As of the end of last year, GGAAW’s executive officers and directors collectively held 92.5% of the issued and outstanding shares. The company’s sponsor, Genesis Growth Tech LLC, and Olivier Plan, a business associate of Eyal Perez, held 5,850,625 and 1,500,000 shares, representing 92.5% and 23.7% respectively of the issued and outstanding shares. Eyal Perez also had voting control over the shares held by the sponsor.


Regarding indemnification, GGAAW’s Second A&R Articles provide the maximum extent of indemnification allowed by law, covering liability incurred in the capacities of officers and directors except in cases involving actual fraud, willful default, or willful neglect. The company has obtained directors’ and officers’ liability insurance and entered into indemnification agreements with its directors and officers.

Transfer Restrictions

GGAAW’s Founder Shares are subject to transfer restrictions under a lock-up agreement with the company’s sponsor and management team. These shares cannot be transferred, assigned, or sold by the holder under specific conditions and within certain timeframes. Private Placement Warrants also come with transfer restrictions, which apply until 30 days after the completion of the company’s initial business combination.

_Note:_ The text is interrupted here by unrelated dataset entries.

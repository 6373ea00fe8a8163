use gtk::gdk;
use gtk::prelude::*;
use gtk4 as gtk;
use palette::Srgba;

pub struct ThemeColors {
    pub wedge_even: Srgba<f64>,
    pub wedge_odd: Srgba<f64>,
    pub label: Srgba<f64>,
    pub rim: Srgba<f64>,
    pub pointer: Srgba<f64>,
    pub pointer_hole: Srgba<f64>,
}

impl ThemeColors {
    pub fn from_context(context: &gtk::StyleContext) -> Self {
        Self {
            wedge_even: Self::lookup_color(
                context,
                "fortuna_wedge_even",
                Srgba::new(1.0, 1.0, 1.0, 1.0),
                None,
            ),
            wedge_odd: Self::lookup_color(
                context,
                "fortuna_wedge_odd",
                Srgba::new(0.62, 0.631, 0.906, 1.0),
                None,
            ),
            label: Self::lookup_color(
                context,
                "fortuna_label",
                Srgba::new(1.0, 1.0, 1.0, 1.0),
                None,
            ),
            rim: Self::lookup_color(
                context,
                "fortuna_rim",
                Srgba::new(0.62, 0.631, 0.906, 1.0),
                None,
            ),
            pointer: Self::lookup_color(
                context,
                "fortuna_pointer",
                Srgba::new(0.851, 0.859, 0.945, 1.0),
                None,
            ),
            pointer_hole: Self::lookup_color(
                context,
                "fortuna_pointer_hole",
                Srgba::new(0.0, 0.0, 0.0, 1.0),
                Some(1.0),
            ),
        }
    }

    fn lookup_color(
        context: &gtk::StyleContext,
        name: &str,
        fallback: Srgba<f64>,
        alpha_override: Option<f64>,
    ) -> Srgba<f64> {
        context
            .lookup_color(name)
            .map(|c| {
                let (r, g, b, a) = (
                    c.red() as f64,
                    c.green() as f64,
                    c.blue() as f64,
                    c.alpha() as f64,
                );
                Srgba::new(r, g, b, alpha_override.unwrap_or(a))
            })
            .unwrap_or(fallback)
    }
}

/// Installs the default wheel palette. Themes and user CSS can redefine any of these names.
pub fn load_css() {
    let provider = gtk::CssProvider::new();
    let css_data = "
@define-color fortuna_wedge_even #ffffff;
@define-color fortuna_wedge_odd #9ea1e7;
@define-color fortuna_label #ffffff;
@define-color fortuna_rim #9ea1e7;
@define-color fortuna_pointer #d9dbf1;
@define-color fortuna_pointer_hole #000000;

.fortuna-window {
    background-color: #000000;
}
";
    provider.load_from_data(css_data);

    if let Some(display) = gdk::Display::default() {
        gtk::style_context_add_provider_for_display(
            &display,
            &provider,
            gtk::STYLE_PROVIDER_PRIORITY_APPLICATION,
        );
    }
}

The company has an administrative services agreement in place, agreeing to reimburse an affiliate of its sponsor for providing office space and secretarial and administrative services at a cost of $10,000 per month, starting when its securities were first listed on Nasdaq and lasting until the consummation of the initial business combination or its liquidation.

Related Party Loans and Advances

In terms of related party loans and advances, prior to the IPO closing date, GGAAW’s sponsor agreed to loan the company up to $500,000, which was used for a portion of the IPO expenses. This loan was non-interest-bearing, unsecured, and due on the earlier of March 31, 2022, and the IPO closing date. In March 2022, GGAAW repaid the remaining balance on the promissory note, leaving no outstanding balance as of December 31, 2022.

With this information now disclosed, investors and potential shareholders of Genesis Growth Tech Acquisition Corp can gain a clearer understanding of the company’s share ownership, indemnification provisions, and transfer restrictions, ensuring transparency in the company’s operations.

Note that we may hold securities mentioned in this article. All data is based on recent SEC filings. Even though we have implemented various manual and automatic fact-checking and data acquisition processes, some incorrect information may have slipped through (false positive). Let us know if you find any inconsistencies!